The opening poem, Space is Not Equal to X or Y, sets a bleak yet beautiful picture of an abandoned world, reclaimed.
I awake to the world
Constructed without dreams,
the one I left to dust itself off
in blue exhaustion.
[…]
The rains of winter descend
outside, and I am
unbalanced, in wool socks
waiting for distance
to become time.
In Thomson's work, everything that is superfluous is sucked up, the bones are bare and the air between her stanzas speaks as much as her choice of words. There is a sense of slow abandonment and resignation. In This New Dark, the protagonist states: We could see the televised/states still covered in stars./The moon moving through cycles/a distant clock.

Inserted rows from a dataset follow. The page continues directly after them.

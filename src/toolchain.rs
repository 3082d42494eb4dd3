//! Toolchain and host capability probing.
//!
//! Everything later stages need to know about the compiler and the machine
//! is gathered here once and handed on as plain data; nothing downstream
//! looks at raw probe output.

use std::ffi::{OsStr, OsString};
use std::path::{Path, PathBuf};
use std::sync::LazyLock;

use log::debug;
use regex::Regex;
use target_lexicon::Triple;

use crate::error::DriverError;
use crate::process::{CommandRunner, CompilerCommand, Input};

/// Directories always searched after the driver's own directory.
const STANDARD_DIRS: &str = "/bin:/usr/bin:/usr/local/bin:/sbin:/usr/sbin";

/// Where clang installs its per-version resource directories.
pub const CLANG_LIB_ROOT: &str = "/usr/lib/clang";

static CLANG_VERSION_RE: LazyLock<Regex> =
    LazyLock::new(|| Regex::new(r"(?i)clang version ((\d+)\.(\d+)(?:\.\d+)?)").expect("valid regex"));

static LIBC_VERSION_RE: LazyLock<Regex> =
    LazyLock::new(|| Regex::new(r"(\d)\.(\d+)").expect("valid regex"));

/// Search path used for the compiler and every companion executable.
#[derive(Debug, Clone, PartialEq, Eq)]
pub struct SearchPath(OsString);

impl SearchPath {
    pub fn new(path: impl Into<OsString>) -> Self {
        SearchPath(path.into())
    }

    /// The driver's own directory first, then the standard system
    /// directories, then whatever `PATH` the driver inherited.
    pub fn for_driver(driver_dir: Option<&Path>, inherited: Option<&OsStr>) -> Self {
        let mut path = OsString::new();
        if let Some(dir) = driver_dir {
            path.push(dir);
            path.push(":");
        }
        path.push(STANDARD_DIRS);
        path.push(":");
        if let Some(inherited) = inherited {
            path.push(inherited);
        }
        SearchPath(path)
    }

    pub fn find(&self, program: &str) -> Option<PathBuf> {
        let cwd = std::env::current_dir().unwrap_or_else(|_| PathBuf::from("."));
        which::which_in(program, Some(&self.0), cwd).ok()
    }

    pub fn as_os_str(&self) -> &OsStr {
        &self.0
    }
}

#[derive(Debug, Clone, Copy, PartialEq, Eq)]
pub enum PointerWidth {
    Bits32,
    Bits64,
}

impl PointerWidth {
    pub fn host() -> Self {
        match Triple::host().pointer_width() {
            Ok(target_lexicon::PointerWidth::U64) | Err(()) => PointerWidth::Bits64,
            Ok(_) => PointerWidth::Bits32,
        }
    }
}

/// Host facts needed before any compiler is run.
#[derive(Debug, Clone, PartialEq, Eq)]
pub struct HostInfo {
    pub pointer_width: PointerWidth,
    pub valgrind: Option<PathBuf>,
    /// Compiler used for the cross-check pass.
    pub alternate_compiler: Option<PathBuf>,
}

impl HostInfo {
    pub fn detect(search_path: &SearchPath) -> Self {
        let host = HostInfo {
            pointer_width: PointerWidth::host(),
            valgrind: search_path.find("valgrind"),
            alternate_compiler: search_path.find("gcc"),
        };
        debug!("host: {:?}", host);
        host
    }
}

#[derive(Debug, Clone, PartialEq, Eq)]
pub struct CompilerVersion {
    /// Version as printed, e.g. `14.0.6`.
    pub full: String,
    pub major: u32,
    pub minor: u32,
}

impl CompilerVersion {
    pub fn new(major: u32, minor: u32, patch: u32) -> Self {
        CompilerVersion {
            full: format!("{major}.{minor}.{patch}"),
            major,
            minor,
        }
    }

    /// Extracts the version from a `--version` banner.
    pub fn parse(banner: &str) -> Option<Self> {
        let caps = CLANG_VERSION_RE.captures(banner)?;
        Some(CompilerVersion {
            full: caps[1].to_string(),
            major: caps[2].parse().ok()?,
            minor: caps[3].parse().ok()?,
        })
    }

    pub fn at_least(&self, major: u32, minor: u32) -> bool {
        (self.major, self.minor) >= (major, minor)
    }
}

#[derive(Debug, Clone, Copy, PartialEq, Eq)]
pub struct LibcVersion {
    pub major: u32,
    pub minor: u32,
}

impl LibcVersion {
    pub fn parse(banner: &str) -> Option<Self> {
        let caps = LIBC_VERSION_RE.captures(banner)?;
        Some(LibcVersion {
            major: caps[1].parse().ok()?,
            minor: caps[2].parse().ok()?,
        })
    }

    pub fn at_least(&self, major: u32, minor: u32) -> bool {
        (self.major, self.minor) >= (major, minor)
    }
}

/// Result of the one-shot toolchain probe.
#[derive(Debug, Clone, PartialEq, Eq)]
pub struct ToolchainInfo {
    pub compiler_version: CompilerVersion,
    /// Only probed for 32-bit address sanitizer builds.
    pub libc_version: Option<LibcVersion>,
    pub pointer_width: PointerWidth,
    /// Version-specific sanitizer runtime directory, if it exists.
    pub sanitizer_runtime_dir: Option<PathBuf>,
}

/// Places under `lib_root` the sanitizer runtime may live for `version`,
/// most specific first.
pub fn runtime_dir_candidates(lib_root: &Path, version: &CompilerVersion) -> Vec<PathBuf> {
    let runtime_dir = |name: &str| lib_root.join(name).join("lib").join("linux");
    let mut dirs = vec![runtime_dir(&version.full)];
    let by_major = runtime_dir(&version.major.to_string());
    if !dirs.contains(&by_major) {
        dirs.push(by_major);
    }
    dirs
}

/// Probes `compiler` for its version.
///
/// An unparsable banner is fatal. The C library version is only probed when
/// `with_libc` is set, and failing to get it is not. The runtime directory
/// is the first existing candidate under `lib_root`.
pub fn probe(
    compiler: &str,
    pointer_width: PointerWidth,
    with_libc: bool,
    lib_root: &Path,
    runner: &mut dyn CommandRunner,
) -> Result<ToolchainInfo, DriverError> {
    let banner = runner
        .capture(&CompilerCommand::new(compiler).arg("--version"), Input::Null)
        .map_err(|e| {
            debug!("{e}");
            DriverError::ToolchainProbe(compiler.to_string())
        })?;
    debug!("clang version: {}", banner.text.trim_end());

    let compiler_version =
        CompilerVersion::parse(&banner.text).ok_or_else(|| DriverError::ToolchainProbe(compiler.to_string()))?;

    let libc_version = if with_libc { probe_libc(runner) } else { None };

    let sanitizer_runtime_dir = runtime_dir_candidates(lib_root, &compiler_version)
        .into_iter()
        .find(|dir| dir.is_dir());

    Ok(ToolchainInfo {
        compiler_version,
        libc_version,
        pointer_width,
        sanitizer_runtime_dir,
    })
}

fn probe_libc(runner: &mut dyn CommandRunner) -> Option<LibcVersion> {
    match runner.capture(&CompilerCommand::new("ldd").arg("--version"), Input::Null) {
        Ok(out) => {
            debug!("libc version: {}", out.text.lines().next().unwrap_or_default());
            LibcVersion::parse(&out.text)
        }
        Err(e) => {
            debug!("{e}");
            None
        }
    }
}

As the story progresses, the sense of loss increases, each protagonist observing another detail of the slow decay of the world. In A Fond Farewell, we say goodbye to all of the birds:
It was only a few pigeons at first,
Outclassing their neighbors,
Flying a touch too high.
Then it turned into flocks
of thousands.
[…]
Ravens flew straight at the sun
As if it was a giant piece of tin,
A bauble, a mirror.
The namesake core poem, Incident Reports: The Vanishing is a series of twenty-one case file vignettes of people and things that have gone missing, spoken predominantly in the voice of one who has been left behind. Though the voice is first person, it dips back and forth between a male and female persona with a chilling ingenuity.
Case File: No. 1
My husband was washing dishes,
his hands in those yellow rubber gloves,
The water running, a hum.
I looked up to a sink full of soap
limp gloves on the tiles.
Case File: No 7
The stars thick above me,
fireflies coming out of the marsh,
mating. I leaned over to shake
my wife awake in her sleeping bag,
but the synthetic plaid
covered no one. I waited
two days, smoking
till my pack ran out.
Thompson's world slowly drains away detail by detail, and with it Thompson captures the essence of human struggles, hope chasing away despair, light and darkness.
Case File No. 16
People no longer talk about loss
As if it is something only they feel.
We dance in public. If a wail
is heard we hug the stranger.
So familiar is the sound of our bodies
before they fall asleep.
And then finally, there is acceptance and a hint of madness in the new world.
Case File No. 21
Damn your tears and tissue,
You survived, celebrate! Have beer,
Smoke, shoot out the windows
Of the house, now empty, next year.
In In Light, Thomson explores memory. Boundaries are in flux.
…When I try
to compare notes, opinions differ, some swear yolk
use to be more orange, that fall leaves
formerly crunched underfoot instead of squishing
quietly into less. My husband claims nothing has changed
but the time we have to notice minutia.
Ultimately, the protagonist learns to embrace the new world. In A Post Lunar World, the protagonist attempts to describe a now non-existent moon and stars to her children.
I had to draw a picture of the moon
For my children, charcoal etched on stone.
My failure to describe the stars an ongoing one.
The many suns of night? Lanterns so far away
They appear to be fireflies? Bright holes?
[…]
Even the moon, an absent touchstone for me,
is to them a myth. A bright gravity defying rock.
Thomson's extraordinary poems explore the absence found in the in-between spaces, the moments between blinks, the slow seconds between heartbeats. Thomson's delicate and clinical ear proceeds with lightest of touches and a subtle sense of fine-tuned emotion. She writes with deceptive simplicity – having excised all superficial flesh to reveal the essential skeletal framework of the natural world. Though there is a haunting sadness throughout the journey that Incident Reports represents, in the end we are left with a clean cauterized sense of despair and a hopeful glint of light and purpose.